Manuscrit autographe (11 ff. ; dim : 30,5 x 20), signé, non daté, folioté. Encre, crayon et crayon de couleur. Ensemble monté sur onglets, relié en un volume demi-maroquin rouge, coins, non rogné. En frontispice, lavis original de Jean Bergue (1896-1954) du 3 mai 1945 (non numérisé). Acquisition Drouot, 19 novembre 1987, par l’Association Francis Jammes.
Ce long poème en trois parties a d’abord paru dans le Mercure de France du 1er janvier 1910. Puis dans Œuvres II, Paris, Mercure de France, 1921, pp. 223-241. Enfin dans OPC, pp. 637-645. Sous le titre définitif suivant : « Tableau d’automne ».
Dans une lettre du 8 décembre 1909, Francis Jammes annonça à Raymond Bonheur que cette Élégie lui était dédiée. Ce dernier lui répondit le 9 janvier 1910 : « Vous avez retrouvé, sans y songer jusqu’à ce jour, le secret des anciennes complaintes de France si touchantes parce qu’elles sont pénétrées de l’odeur forte de la terre et votre éternel honneur sera d’avoir retrempé la poésie à ses sources naturelles, c’est par là que vous êtes unique et que vous vivrez jeune à jamais. » (Bulletin de l’Association Francis Jammes, n° 42, décembre 2005).

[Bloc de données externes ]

/*
 * The light sequencer.
 *
 * The sequencer is polled from the main loop as often as the loop comes
 * around. It never waits: each poll looks at the clock and the call latch,
 * decides whether the current phase is over and produces the lamp vector.
 * Ticks and presses keep arriving between and during polls.
 *
 * Deciding is kept apart from doing. `evaluate` is a pure function of the
 * phase, the sub-timer, the elapsed time and the pending call. It returns a
 * `Step` that says what to show and which side effects to apply. `Sequencer`
 * applies them to the clock and the latch.
 */

use crate::call::{CallLatch, CallTicket};
use crate::clock::{Clock, Elapsed};
use crate::config::{
    ALL_STOP_SECONDS, CALL_GUARD_SECONDS, FLASH_FIRST_PATTERN_TICKS, FLASH_SECOND_PATTERN_TICKS,
    FLASHING_SECONDS, PEDESTRIAN_GREEN_SECONDS,
};
use crate::lamps::LightOutput;

#[derive(Debug, Clone, Copy, PartialEq, Eq)]
#[cfg_attr(target_os = "none", derive(defmt::Format))]
pub enum Phase {
    VehicleGreen,
    Flashing,
    VehicleRed,
    PedestrianGreen,
    PedestrianRed,
}

impl Phase {
    pub fn name(&self) -> &'static str {
        match self {
            Phase::VehicleGreen => "VehicleGreen",
            Phase::Flashing => "Flashing",
            Phase::VehicleRed => "VehicleRed",
            Phase::PedestrianGreen => "PedestrianGreen",
            Phase::PedestrianRed => "PedestrianRed",
        }
    }
}

/// Which of its two callers the flashing phase is serving. It decides both
/// the lamps that blink and where flashing exits to.
#[derive(Debug, Clone, Copy, PartialEq, Eq)]
#[cfg_attr(target_os = "none", derive(defmt::Format))]
pub enum Subphase {
    /// Set during vehicle green: blink the vehicle side, then vehicle red.
    MinVehiclePass,
    /// Set during pedestrian green: blink the pedestrian side, then
    /// pedestrian red.
    FlashingWindow,
}

/// The outcome of one evaluation.
#[derive(Debug, Clone, Copy, PartialEq, Eq)]
pub struct Step {
    pub phase: Phase,
    pub subphase: Subphase,
    /// `None` keeps the lamps as they are.
    pub output: Option<LightOutput>,
    /// Ticks and seconds both go back to zero.
    pub restart_clock: bool,
    /// The pending call is taken on; presses after this start another cycle.
    pub accept_call: bool,
    /// The accepted call is served.
    pub serve_call: bool,
}

impl Step {
    fn stay(phase: Phase, subphase: Subphase, output: Option<LightOutput>) -> Self {
        Step {
            phase,
            subphase,
            output,
            restart_clock: false,
            accept_call: false,
            serve_call: false,
        }
    }

    fn enter(self, phase: Phase) -> Self {
        Step {
            phase,
            restart_clock: true,
            ..self
        }
    }
}

/*
 * The lamps for a point in a flashing window. The pattern switches at fixed
 * window ticks and is held in between; before the first switch the lamps of
 * the previous phase stay on.
 */
fn flash_pattern(subphase: Subphase, window_tick: u32) -> Option<LightOutput> {
    let (first, second) = match subphase {
        Subphase::MinVehiclePass => (
            LightOutput::VEHICLE_FLASH_OFF,
            LightOutput::VEHICLE_FLASH_ON,
        ),
        Subphase::FlashingWindow => (
            LightOutput::PEDESTRIAN_FLASH_OFF,
            LightOutput::PEDESTRIAN_FLASH_ON,
        ),
    };

    let last_first = FLASH_FIRST_PATTERN_TICKS
        .iter()
        .copied()
        .filter(|tick| *tick <= window_tick)
        .max();
    let last_second = FLASH_SECOND_PATTERN_TICKS
        .iter()
        .copied()
        .filter(|tick| *tick <= window_tick)
        .max();

    match (last_first, last_second) {
        (None, None) => None,
        (Some(_), None) => Some(first),
        (None, Some(_)) => Some(second),
        (Some(a), Some(b)) if a > b => Some(first),
        (Some(_), Some(_)) => Some(second),
    }
}

pub fn evaluate(phase: Phase, subphase: Subphase, elapsed: Elapsed, call_pending: bool) -> Step {
    let seconds = elapsed.seconds;

    match phase {
        Phase::VehicleGreen => {
            let step = Step::stay(
                phase,
                Subphase::MinVehiclePass,
                Some(LightOutput::VEHICLE_GO),
            );
            // The guard is the call guard, not the nominal minimum pass time.
            if call_pending && seconds >= CALL_GUARD_SECONDS {
                Step {
                    accept_call: true,
                    ..step.enter(Phase::Flashing)
                }
            } else {
                step
            }
        }
        Phase::Flashing => {
            if seconds < FLASHING_SECONDS {
                Step::stay(phase, subphase, flash_pattern(subphase, elapsed.window_tick()))
            } else {
                let exit = match subphase {
                    Subphase::MinVehiclePass => Phase::VehicleRed,
                    Subphase::FlashingWindow => Phase::PedestrianRed,
                };
                Step::stay(phase, subphase, None).enter(exit)
            }
        }
        Phase::VehicleRed => {
            let step = Step::stay(phase, subphase, Some(LightOutput::ALL_STOP));
            if seconds >= ALL_STOP_SECONDS {
                step.enter(Phase::PedestrianGreen)
            } else {
                step
            }
        }
        Phase::PedestrianGreen => {
            let step = Step::stay(
                phase,
                Subphase::FlashingWindow,
                Some(LightOutput::PEDESTRIAN_GO),
            );
            if seconds >= PEDESTRIAN_GREEN_SECONDS {
                step.enter(Phase::Flashing)
            } else {
                step
            }
        }
        Phase::PedestrianRed => {
            let step = Step::stay(phase, subphase, Some(LightOutput::ALL_STOP));
            if seconds >= ALL_STOP_SECONDS {
                Step {
                    serve_call: true,
                    ..step.enter(Phase::VehicleGreen)
                }
            } else {
                step
            }
        }
    }
}

#[derive(Debug)]
pub struct Sequencer {
    phase: Phase,
    subphase: Subphase,
    output: LightOutput,
    ticket: Option<CallTicket>,
}

impl Sequencer {
    pub fn new() -> Self {
        Sequencer {
            phase: Phase::VehicleGreen,
            subphase: Subphase::MinVehiclePass,
            output: LightOutput::DARK,
            ticket: None,
        }
    }

    /*
     * Evaluate the current phase once and apply the outcome. Returns the lamp
     * vector to drive, which is the previous one when the phase holds.
     */
    pub fn poll(&mut self, clock: &Clock, calls: &CallLatch) -> LightOutput {
        let step = evaluate(self.phase, self.subphase, clock.now(), calls.is_pending());

        if let Some(output) = step.output {
            self.output = output;
        }
        if step.restart_clock {
            clock.restart();
        }
        if step.accept_call {
            let ticket = calls.accept();
            info!("pedestrian call accepted: {}", ticket);
            self.ticket = Some(ticket);
        }
        if step.serve_call {
            if let Some(ticket) = self.ticket.take() {
                calls.serve(ticket);
                info!("pedestrian call served: {}", ticket);
            }
        }
        if step.phase != self.phase {
            info!(
                "{} -> {} ({})",
                self.phase.name(),
                step.phase.name(),
                step.subphase
            );
        }

        self.phase = step.phase;
        self.subphase = step.subphase;
        self.output
    }

    pub fn phase(&self) -> Phase {
        self.phase
    }

    pub fn subphase(&self) -> Subphase {
        self.subphase
    }

    pub fn output(&self) -> LightOutput {
        self.output
    }
}

impl Default for Sequencer {
    fn default() -> Self {
        Self::new()
    }
}

/*
 * Reports each phase once, on the first poll made while already in it. The
 * poll that changes the phase still returns the lamps of the phase it left,
 * so the caller records the phase before polling and hands it in here.
 */
#[derive(Debug, Default)]
pub struct PhaseLog {
    last: Option<Phase>,
}

impl PhaseLog {
    pub const fn new() -> Self {
        PhaseLog { last: None }
    }

    pub fn entered(&mut self, polled_in: Phase) -> Option<Phase> {
        if self.last == Some(polled_in) {
            None
        } else {
            self.last = Some(polled_in);
            Some(polled_in)
        }
    }
}
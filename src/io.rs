/*
 * The I/O module for the crossing.
 *
 * This is the only part of the program that is device-specific. It holds the
 * two event producers, a ticker that feeds the clock and a watcher on the call
 * button, plus the driver that puts a lamp vector on the output pins and the
 * task that announces phases on the serial line.
 *
 * The producers only touch the shared clock and call latch. The main loop
 * picks up their effect on its next poll. Announcements go the other way,
 * through a channel, so the main loop never waits for the UART.
 */

use embassy_stm32::{
    exti::ExtiInput,
    gpio::{Level, Output},
    mode::Async,
    usart::Uart,
};
use embassy_sync::{
    blocking_mutex::raw::ThreadModeRawMutex,
    channel::{Channel, Receiver},
};
use embassy_time::{Duration, Ticker};
use enum_ordinalize::Ordinalize;
use pedestrian_crossing::{CallLatch, Clock, Lamp, LightOutput, Phase, config::TICKS_PER_SECOND};

pub const CHANNEL_CAPACITY: usize = 4;

pub static ANNOUNCEMENTS: Channel<ThreadModeRawMutex, Phase, CHANNEL_CAPACITY> = Channel::new();

#[embassy_executor::task]
pub async fn tick_task(clock: &'static Clock) -> ! {
    let mut ticker = Ticker::every(Duration::from_hz(TICKS_PER_SECOND as u64));

    loop {
        ticker.next().await;
        clock.tick();
    }
}

// Every falling edge is a press. There is no debounce: a bouncing contact
// registers a few presses, and those are all served by the same crossing.
#[embassy_executor::task]
pub async fn call_task(mut button: ExtiInput<'static>, calls: &'static CallLatch) -> ! {
    loop {
        button.wait_for_falling_edge().await;
        calls.press();
        defmt::debug!("call button pressed");
    }
}

#[embassy_executor::task]
pub async fn announce_task(
    mut usart: Uart<'static, Async>,
    phases: Receiver<'static, ThreadModeRawMutex, Phase, CHANNEL_CAPACITY>,
) -> ! {
    loop {
        let phase = phases.receive().await;
        for part in [b"phase: ".as_slice(), phase.name().as_bytes(), b"\n"] {
            if usart.write(part).await.is_err() {
                defmt::warn!("serial write failed for phase {}", phase);
                break;
            }
        }
    }
}

pub struct Lamps {
    outputs: [Output<'static>; Lamp::VARIANT_COUNT],
}

impl Lamps {
    pub fn new(
        vehicle_green: Output<'static>,
        vehicle_red: Output<'static>,
        pedestrian_green: Output<'static>,
        pedestrian_red: Output<'static>,
    ) -> Self {
        Lamps {
            outputs: [vehicle_green, vehicle_red, pedestrian_green, pedestrian_red],
        }
    }

    pub fn show(&mut self, output: &LightOutput) {
        for lamp in Lamp::VARIANTS {
            light(&mut self.outputs[lamp.ordinal()], output.is_lit(*lamp));
        }
    }
}

// The lamp drivers are active-high, so the sequencer can just use `true` for
// on.
fn light(output: &mut Output, on: bool) {
    output.set_level(if on { Level::High } else { Level::Low });
}
/*
 * The four lamps of the crossing and the patterns the sequencer shows on them.
 *
 * A `LightOutput` is the complete desired state of the lamp lines. The
 * sequencer only ever produces the patterns named here; the device layer maps
 * each lamp to a pin.
 */

use enum_ordinalize::Ordinalize;

#[derive(Ordinalize, Debug, Clone, Copy, PartialEq, Eq)]
#[cfg_attr(target_os = "none", derive(defmt::Format))]
#[repr(usize)]
pub enum Lamp {
    VehicleGreen,
    VehicleRed,
    PedestrianGreen,
    PedestrianRed,
}

#[derive(Debug, Clone, Copy, PartialEq, Eq)]
#[cfg_attr(target_os = "none", derive(defmt::Format))]
pub struct LightOutput {
    lit: [bool; Lamp::VARIANT_COUNT],
}

impl LightOutput {
    pub const fn new(
        vehicle_green: bool,
        vehicle_red: bool,
        pedestrian_green: bool,
        pedestrian_red: bool,
    ) -> Self {
        LightOutput {
            lit: [vehicle_green, vehicle_red, pedestrian_green, pedestrian_red],
        }
    }

    /// Every lamp off. Only seen before the first poll.
    pub const DARK: LightOutput = LightOutput::new(false, false, false, false);

    /// Vehicles go, pedestrians wait.
    pub const VEHICLE_GO: LightOutput = LightOutput::new(true, false, false, true);

    /// Both reds at once, between the two rights of way.
    pub const ALL_STOP: LightOutput = LightOutput::new(false, true, false, true);

    /// Pedestrians go, vehicles wait.
    pub const PEDESTRIAN_GO: LightOutput = LightOutput::new(false, true, true, false);

    // The vehicle side blinks its green at the end of vehicle green...
    pub const VEHICLE_FLASH_OFF: LightOutput = LightOutput::new(false, false, false, true);
    pub const VEHICLE_FLASH_ON: LightOutput = LightOutput::VEHICLE_GO;

    // ...and the pedestrian side blinks its green at the end of the crossing.
    pub const PEDESTRIAN_FLASH_OFF: LightOutput = LightOutput::new(false, true, false, false);
    pub const PEDESTRIAN_FLASH_ON: LightOutput = LightOutput::PEDESTRIAN_GO;

    pub fn is_lit(&self, lamp: Lamp) -> bool {
        self.lit[lamp.ordinal()]
    }

    /// Vehicles and pedestrians are never both shown green.
    pub fn is_conflict_free(&self) -> bool {
        !(self.is_lit(Lamp::VehicleGreen) && self.is_lit(Lamp::PedestrianGreen))
    }
}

La première partie est composée de huit sizains d’alexandrins holorimes. Le poète-routier marche dans une vallée familière mais que l’automne étonne. Il observe et consigne ce qu’il voit. Parfois, brumes et brouillards effacent le paysage ou un village, les bêtes et les gens. À d’autres moments, un toit s’allume, « cerise comme un fer sur l’enclume », un vieux personnage émerge du gris qui glisse. Les branches d’un bois charbonnent, les platanes prennent une couleur tabac. Des vaches se suivent « comme des nuages sur la lune » ou « glissent comme une course de bateaux dans le lait du brouillard ». Or, tout ça parle. Le silence est plein de bruits : une grive se pose dans tout ce gris, des feuilles ruissellent sur les sentiers, le promeneur écoute le roulement de tambour d’un char, le piétinement des vaches, la course des moutons, la cloche d’une église.
Vallée qui me parles en silence, dont les vaches l’une
à la suite de l’autre comme des nuages sur la lune
glissent ! Seul un toit rouge dans ta grisaille s’allume
et l’horizon se couvre et se découvre. La brume fume
et voici tous les prés cachés, mais de nouveau se retire la brume
et le toit réapparaît cerise comme un fer sur l’enclume.
Le lendemain, la brume s’écarte et des blocs d’azur
nagent dans le soleil éclaboussé, et les verdures
sortent du bain fumant, et toutes les bordures
luisent, et les bois couleur de cuir et de pêche mûre
font danser le regard. Tout est lumière et mouillure.
Voici que grelotte en claquant des dents toute la nature.